Sewaktu kecil, pria kelahiran
Lhoukseumawe, 22 September 35 tahun silam ini ternyata sama sekali tidak
mempunyai impian untuk menjadi seorang penyanyi, apalagi menjadikan penyanyi itu
sebagai profesinya di kemudian hari untuk menghidupi sisa hidupnya. Hingga
sewaktu kuliah, Ia mulai mencoba memberanikan diri untuk bernyanyi lewat
kegiatan kampus. Kebiasaannya dalam melantunkan lagu-lagu daerah Bumi Serambi
Mekah dengan cengkok ternyata mempengaruhi gaya bernyanyinya yang memang khas,
dan hal itulah yang justru mampu melambungkan nama Tompi yang dengan mudah
dikenal oleh masyarakat.
Sebelum terkenal sebagai penyanyi,
anak kedua dari empat bersaudara ini ternyata mengemban pendidikan di dunia
kedokteran. Dulu, dari kecil sampai SMA, Ia menghabiskan waktunya di Aceh.

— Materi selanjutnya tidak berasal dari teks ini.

impl ResolvedGraph {
    pub fn names(&self) -> Vec<&str> {
        self.order.iter().map(ResolvedNode::name).collect()
    }

    pub fn node(&self, name: &str) -> Option<&ResolvedNode> {
        self.order.iter().find(|n| n.name() == name)
    }

    /// Direct dependencies of `name` that are part of this plan.
    pub fn dependencies_of(&self, name: &str) -> &[String] {
        self.edges.get(name).map(Vec::as_slice).unwrap_or(&[])
    }

    /// Direct dependents of `name` within this plan, in plan order.
    pub fn dependents_of(&self, name: &str) -> Vec<&str> {
        self.order
            .iter()
            .map(ResolvedNode::name)
            .filter(|n| self.dependencies_of(n).iter().any(|d| d == name))
            .collect()
    }

    /// The part of the plan that still has to run when the formulae in
    /// `present` are already installed. From a present node only runtime
    /// dependencies are followed, so tools it needed to build drop out.
    pub fn without_build_only_of(&self, present: &HashSet<String>) -> ResolvedGraph {
        let mut needed: HashSet<&str> = HashSet::new();
        let mut queue: VecDeque<&ResolvedNode> =
            self.order.iter().filter(|n| n.requested).collect();
        while let Some(node) = queue.pop_front() {
            if !needed.insert(node.name()) {
                continue;
            }
            let follow: Vec<&str> = if present.contains(node.name()) {
                node.formula
                    .runtime_dependencies()
                    .into_iter()
                    .map(|d| d.name.as_str())
                    .collect()
            } else {
                self.dependencies_of(node.name())
                    .iter()
                    .map(String::as_str)
                    .collect()
            };
            queue.extend(follow.into_iter().filter_map(|name| self.node(name)));
        }

        for node in &self.order {
            if !needed.contains(node.name()) {
                debug!("Not planning {}: only needed to build installed formulae", node.name());
            }
        }
        let order: Vec<ResolvedNode> = self
            .order
            .iter()
            .filter(|n| needed.contains(n.name()))
            .cloned()
            .collect();
        let edges = order
            .iter()
            .map(|n| {
                let deps = self
                    .dependencies_of(n.name())
                    .iter()
                    .filter(|d| needed.contains(d.as_str()))
                    .cloned()
                    .collect();
                (n.name().to_string(), deps)
            })
            .collect();
        ResolvedGraph { order, edges }
    }

    pub fn len(&self) -> usize {
        self.order.len()
    }

    pub fn is_empty(&self) -> bool {
        self.order.is_empty()
    }
}

#[derive(Debug, Clone, Copy, PartialEq, Eq)]
enum Mark {
    Unvisited,
    InProgress,
    Done,
}

struct Graph {
    formulae: Vec<Arc<Formula>>,
    index: HashMap<String, usize>,
    adjacency: Vec<Vec<usize>>,
    tags: Vec<DependencyTag>,
}

impl Graph {
    fn intern(&mut self, formula: Arc<Formula>) -> (usize, bool) {
        if let Some(&idx) = self.index.get(&formula.name) {
            return (idx, false);
        }
        let idx = self.formulae.len();
        self.index.insert(formula.name.clone(), idx);
        self.formulae.push(formula);
        self.adjacency.push(Vec::new());
        self.tags.push(DependencyTag::empty());
        (idx, true)
    }

    /// Discovers every node reachable from `roots` and records edges in
    /// declaration order.
    fn build(
        roots: &[Arc<Formula>],
        formulary: &Formulary,
        options: ResolveOptions,
    ) -> Result<Self> {
        let mut graph = Graph {
            formulae: Vec::new(),
            index: HashMap::new(),
            adjacency: Vec::new(),
            tags: Vec::new(),
        };
        let mut queue: Vec<usize> = Vec::new();
        for root in roots {
            let (idx, fresh) = graph.intern(Arc::clone(root));
            if fresh {
                queue.push(idx);
            }
        }

        let mut cursor = 0;
        while cursor < queue.len() {
            let current = queue[cursor];
            cursor += 1;
            let formula = Arc::clone(&graph.formulae[current]);

            for dep in &formula.dependencies {
                if dep.is_optional() && !options.include_optional {
                    debug!(
                        "Skipping optional dependency '{}' of '{}'",
                        dep.name, formula.name
                    );
                    continue;
                }
                let dep_formula = match graph.index.get(&dep.name) {
                    Some(&idx) => Arc::clone(&graph.formulae[idx]),
                    None => formulary.get(&dep.name).map_err(|e| match e {
                        KilnError::UnknownFormula(missing) => KilnError::UnknownDependency {
                            dependent: formula.name.clone(),
                            missing,
                        },
                        other => other,
                    })?,
                };
                let (dep_idx, fresh) = graph.intern(dep_formula);
                graph.tags[dep_idx] |= dep.tags;
                graph.adjacency[current].push(dep_idx);
                if fresh {
                    queue.push(dep_idx);
                }
            }
        }
        Ok(graph)
    }
}

/// Resolves a single formula. See [`resolve_all`].
pub fn resolve(
    formula: &Arc<Formula>,
    formulary: &Formulary,
    options: ResolveOptions,
) -> Result<ResolvedGraph> {
    resolve_all(std::slice::from_ref(formula), formulary, options)
}

/// Produces a topological order over `roots` and everything they depend on.
/// Leaves come first; among independent nodes the order follows declaration
/// order in the owning formula, then the order of `roots`.
pub fn resolve_all(
    roots: &[Arc<Formula>],
    formulary: &Formulary,
    options: ResolveOptions,
) -> Result<ResolvedGraph> {
    let graph = Graph::build(roots, formulary, options)?;
    let node_count = graph.formulae.len();
    let mut marks = vec![Mark::Unvisited; node_count];
    let mut order: Vec<usize> = Vec::with_capacity(node_count);

    let root_indices: Vec<usize> = roots
        .iter()
        .filter_map(|r| graph.index.get(&r.name).copied())
        .collect();

    for &root in &root_indices {
        if marks[root] != Mark::Unvisited {
            continue;
        }
        // Explicit stack of (node, next child position).
        let mut stack: Vec<(usize, usize)> = vec![(root, 0)];
        marks[root] = Mark::InProgress;

        while let Some(top) = stack.last_mut() {
            let node = top.0;
            if let Some(&child) = graph.adjacency[node].get(top.1) {
                top.1 += 1;
                match marks[child] {
                    Mark::Unvisited => {
                        marks[child] = Mark::InProgress;
                        stack.push((child, 0));
                    }
                    Mark::InProgress => {
                        let start = stack
                            .iter()
                            .position(|(n, _)| *n == child)
                            .unwrap_or(0);
                        let mut cycle: Vec<String> = stack[start..]
                            .iter()
                            .map(|(n, _)| graph.formulae[*n].name.clone())
                            .collect();
                        cycle.push(graph.formulae[child].name.clone());
                        debug!("Dependency cycle: {}", cycle.join(" -> "));
                        return Err(KilnError::CyclicDependency(cycle));
                    }
                    Mark::Done => {}
                }
            } else {
                marks[node] = Mark::Done;
                order.push(node);
                stack.pop();
            }
        }
    }

    debug_assert!(order.iter().enumerate().all(|(pos, &n)| {
        graph.adjacency[n]
            .iter()
            .all(|dep| order[..pos].contains(dep))
    }));

    let requested: Vec<bool> = (0..node_count).map(|i| root_indices.contains(&i)).collect();
    let edges = graph
        .adjacency
        .iter()
        .enumerate()
        .map(|(i, deps)| {
            (
                graph.formulae[i].name.clone(),
                deps.iter().map(|d| graph.formulae[*d].name.clone()).collect(),
            )
        })
        .collect();
    let order = order
        .into_iter()
        .map(|i| ResolvedNode {
            formula: Arc::clone(&graph.formulae[i]),
            accumulated_tags: graph.tags[i],
            requested: requested[i],
        })
        .collect::<Vec<_>>();

    debug!(
        "Resolved plan: {}",
        order
            .iter()
            .map(ResolvedNode::name)
            .collect::<Vec<_>>()
            .join(", ")
    );
    Ok(ResolvedGraph { order, edges })
}

#[cfg(test)]
mod tests {
    use std::collections::BTreeMap;

    use super::*;
    use crate::dependency::{Dependency, DependencyKind};
    use crate::model::Step;

    fn formula(name: &str, deps: &[(&str, DependencyKind)]) -> Formula {
        Formula {
            name: name.to_string(),
            version: "1.0".to_string(),
            desc: format!("{name} formula"),
            homepage: "https://example.com".to_string(),
            url: format!("https://example.com/{name}-1.0.tar.gz"),
            sha256: "0".repeat(64),
            license: "MIT".to_string(),
            dependencies: deps
                .iter()
                .map(|(n, k)| Dependency::new_with_tags(*n, (*k).into()))
                .collect(),
            flags: BTreeMap::new(),
            install: vec![Step::Shell {
                script: "true".to_string(),
            }],
            test: Vec::new(),
        }
    }

    fn index(formulae: Vec<Formula>) -> Formulary {
        Formulary::from_formulae(formulae)
    }

    use DependencyKind::{Build, Optional, Runtime};

    #[test]
    fn leaves_come_first_in_declaration_order() {
        let formulary = index(vec![
            formula("app", &[("zlib", Runtime), ("go", Build), ("pkgconf", Build)]),
            formula("zlib", &[]),
            formula("go", &[]),
            formula("pkgconf", &[("zlib", Runtime)]),
        ]);
        let root = formulary.get("app").unwrap();
        let graph = resolve(&root, &formulary, ResolveOptions::default()).unwrap();
        assert_eq!(graph.names(), vec!["zlib", "go", "pkgconf", "app"]);
        assert!(graph.node("app").unwrap().requested);
        assert_eq!(
            graph.node("zlib").unwrap().accumulated_tags,
            DependencyTag::RUNTIME
        );
        assert_eq!(graph.dependents_of("zlib"), vec!["pkgconf", "app"]);
    }

    #[test]
    fn build_dependency_of_guise() {
        let formulary = index(vec![formula("guise", &[("go", Build)]), formula("go", &[])]);
        let root = formulary.get("guise").unwrap();
        let graph = resolve(&root, &formulary, ResolveOptions::default()).unwrap();
        assert_eq!(graph.names(), vec!["go", "guise"]);
        assert_eq!(graph.node("go").unwrap().accumulated_tags, DependencyTag::BUILD);
        assert_eq!(graph.dependencies_of("guise"), ["go".to_string()]);
    }

    #[test]
    fn installed_formulae_keep_only_runtime_dependencies() {
        let formulary = index(vec![
            formula("guise", &[("go", Build), ("zlib", Runtime)]),
            formula("go", &[("bootstrap", Build)]),
            formula("bootstrap", &[]),
            formula("zlib", &[]),
        ]);
        let root = formulary.get("guise").unwrap();
        let graph = resolve(&root, &formulary, ResolveOptions::default()).unwrap();
        assert_eq!(graph.names(), vec!["bootstrap", "go", "zlib", "guise"]);

        let present: HashSet<String> = ["guise".to_string()].into();
        let pruned = graph.without_build_only_of(&present);
        assert_eq!(pruned.names(), vec!["zlib", "guise"]);
        assert_eq!(pruned.dependencies_of("guise"), ["zlib".to_string()]);
        assert!(pruned.node("go").is_none());

        let nothing = graph.without_build_only_of(&HashSet::new());
        assert_eq!(nothing.names(), graph.names());
    }

    #[test]
    fn cycle_is_reported_with_its_path() {
        let formulary = index(vec![
            formula("a", &[("b", Runtime)]),
            formula("b", &[("c", Runtime)]),
            formula("c", &[("a", Build)]),
        ]);
        let root = formulary.get("a").unwrap();
        match resolve(&root, &formulary, ResolveOptions::default()) {
            Err(KilnError::CyclicDependency(cycle)) => {
                assert_eq!(cycle, vec!["a", "b", "c", "a"]);
            }
            other => panic!("expected a cycle, got {other:?}"),
        }
    }

    #[test]
    fn self_dependency_is_a_cycle() {
        let formulary = index(vec![formula("loop", &[("loop", Runtime)])]);
        let root = formulary.get("loop").unwrap();
        assert!(matches!(
            resolve(&root, &formulary, ResolveOptions::default()),
            Err(KilnError::CyclicDependency(c)) if c == vec!["loop", "loop"]
        ));
    }

    #[test]
    fn unknown_dependency_names_both_sides() {
        let formulary = index(vec![formula("guise", &[("go", Build)])]);
        let root = formulary.get("guise").unwrap();
        match resolve(&root, &formulary, ResolveOptions::default()) {
            Err(KilnError::UnknownDependency { dependent, missing }) => {
                assert_eq!(dependent, "guise");
                assert_eq!(missing, "go");
            }
            other => panic!("expected unknown dependency, got {other:?}"),
        }
    }

    #[test]
    fn optional_dependencies_only_when_requested() {
        let formulary = index(vec![
            formula("app", &[("docs", Optional)]),
            formula("docs", &[]),
        ]);
        let root = formulary.get("app").unwrap();
        let without = resolve(&root, &formulary, ResolveOptions::default()).unwrap();
        assert_eq!(without.names(), vec!["app"]);
        let with = resolve(
            &root,
            &formulary,
            ResolveOptions {
                include_optional: true,
            },
        )
        .unwrap();
        assert_eq!(with.names(), vec!["docs", "app"]);
    }

    #[test]
    fn multiple_roots_share_nodes() {
        let formulary = index(vec![
            formula("a", &[("lib", Runtime)]),
            formula("b", &[("lib", Runtime)]),
            formula("lib", &[]),
        ]);
        let roots = vec![formulary.get("b").unwrap(), formulary.get("a").unwrap()];
        let graph = resolve_all(&roots, &formulary, ResolveOptions::default()).unwrap();
        assert_eq!(graph.names(), vec!["lib", "b", "a"]);
    }
}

Selepas SMA, Pria berkulit gelap ini mencoba hijrah ke Bandung untuk mengikuti
bimbingan belajar serta mengikuti Ujian Nasional Masuk Perguruan Tinggi Negeri.
Tanpa disangka-sangka, Ia akhirnya diterima di Fakultas Kedokteran Universitas
Indonesia dan akhirnya pindah ke Jakarta hingga hari ini. Setelah lulus sebagai
dokter di Kedokteran Universitas Indonesia pada tahun 2003, Ia sempat bekerja
sebagai dokter umum di IGD Rumah Sakit Koja, Tanjung Priok, lalu beralih
menjadi dokter okupasi di PT National Panasonic, dan terakhir di US Embassy.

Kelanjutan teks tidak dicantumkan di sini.